There might be a greater misnomer in world sport; if so, I can’t think of it. Since Tiger Woods’ dominance of golf began a decade or so ago, tournament organizers, officials and course designers have set about “Tiger-proofing’’ their layouts, that is, making them longer and more difficult to try and blunt Woods” edge.

The only problem is it’s had exactly the opposite effect. Tiger is winning more tournaments than ever, making a complete mockery of those misguided, cockeyed attempts at levelling golf’s playing field. Only Woods has been good enough, and strong enough, to slay these 21st century Godzilla layouts. Everyone else flails about behind him, trying hard to keep up.

In 1997, the year Woods stormed to a 12-shot win at Augusta National, to become (at 21) the youngest Masters winner, the course measured 6925 yards, a relative midget. But the way he treated it as little more than a pitch-and-putt course forced the Augusta National committee into action. So, they have beefed it up by more than 500 yards to 7445 yards.

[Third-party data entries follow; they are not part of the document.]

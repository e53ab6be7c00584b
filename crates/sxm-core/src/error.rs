//! Error types for sxm-core.

use thiserror::Error;

/// Core error types.
#[derive(Debug, Error)]
pub enum CoreError {
    #[error("Invalid price: {0}")]
    InvalidPrice(String),

    #[error("Invalid symbol: {0}")]
    InvalidSymbol(String),

    #[error("Decimal parse error: {0}")]
    DecimalParse(#[from] rust_decimal::Error),
}

/// Result type alias for core operations.
pub type Result<T> = std::result::Result<T, CoreError>;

The seventh hole, once a quaint little par four, has been stretched from 360 yards to 450; the 11th from 455 yards to 505. The course once opened with a welcoming par four of 400 yards. Not any more; it now comes in at a testing 455 yards.

The 2008 US Masters begins tonight (AEST), with Woods installed as almost an even-money favourite, the shortest price any golfer has attracted going into a major. In fact, the bookmakers have offered the skinny odds of 8/1 on the American winning all four major championships this year – the Grand Slam – something no-one has ever done before. Such is his dominance of the sport.

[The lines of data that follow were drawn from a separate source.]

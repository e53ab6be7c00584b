//! Event-driven quoting loop.
//!
//! The maker owns the tracker and is the only writer. Each wake-up (price
//! update, stop signal or 5 s timeout) drains pending prices into the
//! tracker and runs one tick through [`TickStage::ORDER`], stopping at the
//! first stage that reports [`StageOutcome::Handled`].

use std::sync::atomic::{AtomicBool, Ordering};
use std::sync::Arc;
use std::time::Duration;

use rust_decimal::prelude::ToPrimitive;
use rust_decimal::Decimal;
use sxm_core::{ClientOrderId, Clock, InstrumentSpec, OrderSide, Price, Size};
use sxm_gateway::{DynGateway, GatewayResult, NewOrderRequest};
use sxm_telemetry::{DynNotifier, Metrics, Priority, ReduceJournal};
use tokio::sync::{mpsc, Notify};
use tracing::{debug, error, info, warn};

use crate::config::MakerConfig;
use crate::error::{MakerError, MakerResult};
use crate::pipeline::{StageOutcome, TickStage};
use crate::pricing::quote_price;
use crate::risk::{self, ForceFlatGate};
use crate::tracker::{MarketStateTracker, RestingOrder};

/// Idle wake-up so the force-flat check runs in a quiet market.
const WAIT_TIMEOUT: Duration = Duration::from_secs(5);

/// Pause after a tick that ended in an error.
const ERROR_PAUSE: Duration = Duration::from_secs(1);

/// Stops a running [`Maker`] from another task.
#[derive(Debug, Clone)]
pub struct MakerHandle {
    running: Arc<AtomicBool>,
    wake: Arc<Notify>,
}

impl MakerHandle {
    /// Request a stop. The loop exits between ticks, never mid-tick.
    pub fn stop(&self) {
        self.running.store(false, Ordering::SeqCst);
        self.wake.notify_one();
    }

    pub fn is_running(&self) -> bool {
        self.running.load(Ordering::SeqCst)
    }
}

enum LoopEvent {
    Wake,
    Price(Option<Price>),
    Timeout,
}

/// Single-instrument market maker.
pub struct Maker {
    config: MakerConfig,
    spec: InstrumentSpec,
    tracker: MarketStateTracker,
    gateway: DynGateway,
    notifier: DynNotifier,
    clock: Arc<dyn Clock>,
    journal: ReduceJournal,
    force_flat: ForceFlatGate,
    running: Arc<AtomicBool>,
    wake: Arc<Notify>,
}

There is no doubt Woods is the best player in world golf by some distance but his efforts in beating Jack Nicklaus’ record of 18 majors have been helped by these absurdly long golf courses which effectively kill off the chances of a great number of his rivals, who simply don’t have his power.

In 2002, some bright spark had the idea to run the US Open at public course called Bethpage outside New York. For a par 70, it was monstrously long – about 7300 yards. It was hoped Woods would be humbled by the course; it would be his kryptonite. Yet some players such as Australia’s Wayne Grady had a hard time actually reaching the fairway on some holes, let alone setting up a birdie chance. The result was entirely predictable: Woods walked away with yet another major.

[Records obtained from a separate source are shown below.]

//! Market state tracker.
//!
//! Latest price, a time-bounded price window for volatility, the shadow of
//! the two resting quotes and the net position. No I/O: the maker feeds
//! it from the price stream and from exchange query results.

use std::collections::VecDeque;

use rust_decimal::Decimal;
use sxm_core::{ClientOrderId, OrderSide, Price, Size, BPS_DIVISOR};

/// Time-bounded window of `(timestamp_ms, price)` samples.
///
/// Timestamps never decrease: a sample stamped earlier than the newest one
/// is recorded at the newest timestamp.
#[derive(Debug, Clone, Default)]
pub struct PriceWindow {
    samples: VecDeque<(u64, Price)>,
}

impl PriceWindow {
    pub fn new() -> Self {
        Self::default()
    }

    /// Append a sample and evict everything older than `now_ms - window_ms`.
    /// A sample exactly `window_ms` old stays.
    pub fn push(&mut self, now_ms: u64, price: Price, window_ms: u64) {
        let ts = match self.samples.back() {
            Some(&(last_ts, _)) => now_ms.max(last_ts),
            None => now_ms,
        };
        self.samples.push_back((ts, price));

        let cutoff = ts.saturating_sub(window_ms);
        while let Some(&(oldest_ts, _)) = self.samples.front() {
            if oldest_ts >= cutoff {
                break;
            }
            self.samples.pop_front();
        }
    }

    pub fn len(&self) -> usize {
        self.samples.len()
    }

    pub fn is_empty(&self) -> bool {
        self.samples.is_empty()
    }

    pub fn oldest(&self) -> Option<(u64, Price)> {
        self.samples.front().copied()
    }

    /// Price range as bps of the oldest sample: `(max - min) / oldest * 10000`.
    ///
    /// Zero with fewer than two samples.
    pub fn volatility_bps(&self) -> Decimal {
        if self.samples.len() < 2 {
            return Decimal::ZERO;
        }
        let Some(&(_, oldest)) = self.samples.front() else {
            return Decimal::ZERO;
        };
        if oldest.is_zero() {
            return Decimal::ZERO;
        }

        let mut min = oldest;
        let mut max = oldest;
        for &(_, p) in &self.samples {
            min = min.min(p);
            max = max.max(p);
        }
        (max - min).inner() / oldest.inner() * BPS_DIVISOR
    }
}

/// A quote confirmed resting on the exchange.
#[derive(Debug, Clone, PartialEq, Eq)]
pub struct RestingOrder {
    pub cl_ord_id: ClientOrderId,
    pub side: OrderSide,
    /// Tick-aligned price sent to the exchange.
    pub price: Price,
    pub qty: Size,
}

/// Shadow of one side of the book.
///
/// `Empty -> Pending -> Confirmed -> Empty`; a rejected or failed
/// placement goes `Pending -> Empty`. Only an `Empty` slot accepts a new
/// placement.
#[derive(Debug, Clone, Default, PartialEq, Eq)]
pub enum OrderSlot {
    #[default]
    Empty,
    /// Placement submitted, acknowledgment outstanding.
    Pending(ClientOrderId),
    Confirmed(RestingOrder),
}

impl OrderSlot {
    pub fn is_empty(&self) -> bool {
        matches!(self, Self::Empty)
    }

    pub fn resting(&self) -> Option<&RestingOrder> {
        match self {
            Self::Confirmed(order) => Some(order),
            _ => None,
        }
    }
}

/// Position as of the last authoritative query.
#[derive(Debug, Clone, Copy, Default, PartialEq, Eq)]
pub struct PositionSnapshot {
    /// Signed quantity (positive = long).
    pub qty: Decimal,
    /// Unrealized PnL reported with the quantity.
    pub upnl: Decimal,
}

/// Single-instrument market state.
#[derive(Debug, Clone, Default)]
pub struct MarketStateTracker {
    last_price: Option<Price>,
    window: PriceWindow,
    buy: OrderSlot,
    sell: OrderSlot,
    position: PositionSnapshot,
}

impl MarketStateTracker {
    pub fn new() -> Self {
        Self::default()
    }

    /// Record a price observation.
    pub fn update_price(&mut self, price: Price, window_ms: u64, now_ms: u64) {
        self.window.push(now_ms, price, window_ms);
        self.last_price = Some(price);
    }

    pub fn last_price(&self) -> Option<Price> {
        self.last_price
    }

    pub fn window(&self) -> &PriceWindow {
        &self.window
    }

    pub fn volatility_bps(&self) -> Decimal {
        self.window.volatility_bps()
    }

    /// Overwrite the position quantity, keeping the last known PnL.
    pub fn update_position(&mut self, qty: Decimal) {
        self.position.qty = qty;
    }

    pub fn update_position_snapshot(&mut self, qty: Decimal, upnl: Decimal) {
        self.position = PositionSnapshot { qty, upnl };
    }

    pub fn position(&self) -> Decimal {
        self.position.qty
    }

    pub fn position_snapshot(&self) -> PositionSnapshot {
        self.position
    }

    pub fn slot(&self, side: OrderSide) -> &OrderSlot {
        match side {
            OrderSide::Buy => &self.buy,
            OrderSide::Sell => &self.sell,
        }
    }

    fn slot_mut(&mut self, side: OrderSide) -> &mut OrderSlot {
        match side {
            OrderSide::Buy => &mut self.buy,
            OrderSide::Sell => &mut self.sell,
        }
    }

    /// True unless the side's slot is `Empty`.
    pub fn has_order(&self, side: OrderSide) -> bool {
        !self.slot(side).is_empty()
    }

    /// Replace the side's shadow with a confirmed order, or clear it.
    pub fn set_order(&mut self, side: OrderSide, order: Option<RestingOrder>) {
        *self.slot_mut(side) = match order {
            Some(order) => OrderSlot::Confirmed(order),
            None => OrderSlot::Empty,
        };
    }

    /// `Empty -> Pending`. Returns false, leaving the slot untouched, when
    /// the slot is occupied.
    pub fn begin_placement(&mut self, side: OrderSide, cl_ord_id: ClientOrderId) -> bool {
        let slot = self.slot_mut(side);
        if !slot.is_empty() {
            return false;
        }
        *slot = OrderSlot::Pending(cl_ord_id);
        true
    }

    /// `Pending -> Confirmed` after acknowledgment.
    pub fn confirm_placement(&mut self, order: RestingOrder) {
        let side = order.side;
        *self.slot_mut(side) = OrderSlot::Confirmed(order);
    }

    /// `Pending -> Empty` after rejection or transport failure.
    pub fn abort_placement(&mut self, side: OrderSide) {
        let slot = self.slot_mut(side);
        if matches!(slot, OrderSlot::Pending(_)) {
            *slot = OrderSlot::Empty;
        }
    }

    pub fn clear_all_orders(&mut self) {
        self.buy = OrderSlot::Empty;
        self.sell = OrderSlot::Empty;
    }

    /// Confirmed orders strictly closer than `cancel_bps` or strictly
    /// further than `rebalance_bps` from the last price. Empty before the
    /// first price.
    pub fn orders_to_cancel(&self, cancel_bps: Decimal, rebalance_bps: Decimal) -> Vec<RestingOrder> {
        let Some(last) = self.last_price else {
            return Vec::new();
        };

        OrderSide::BOTH
            .iter()
            .filter_map(|&side| self.slot(side).resting())
            .filter(|order| match order.price.distance_bps(last) {
                Some(distance) => distance < cancel_bps || distance > rebalance_bps,
                None => false,
            })
            .cloned()
            .collect()
    }
}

Yet the course builders and renovators should put away their bulldozers for a while, and instead bring out the bags of fertilizer. They should keep their courses to a length which gives everyone a chance – including the shorter hitters such as Nick O’Hern, Corey Pavin and Justin Leonard – grow the rough long, perhaps trick up the greens a bit and watch the best shot-makers go at it. Then there might be 70 guys with a decent crack at winning, rather than 10 or a dozen.

It is instructive to note that there is only one part of the golf-playing world in which Woods has not yet won, and it is Australasia. Admittedly, he has only played three events here, plus a President’s Cup at Royal Melbourne, but he could not manage to lift the trophy at either the Australian Masters at Huntingdale, the Australian Open at the Australian Golf Club in Sydney, nor the New Zealand Open at Paraparaumu.

None of those three courses are especially long – they certainly hadn’t been “Tiger-proofed” – but they are cleverly bunkered and have subtly sloping greens. In short, they give everyone a chance. As Peter Lonard, Greg Norman and Craig Parry, the respective Tiger-slayers in those tournaments, will happily tell you.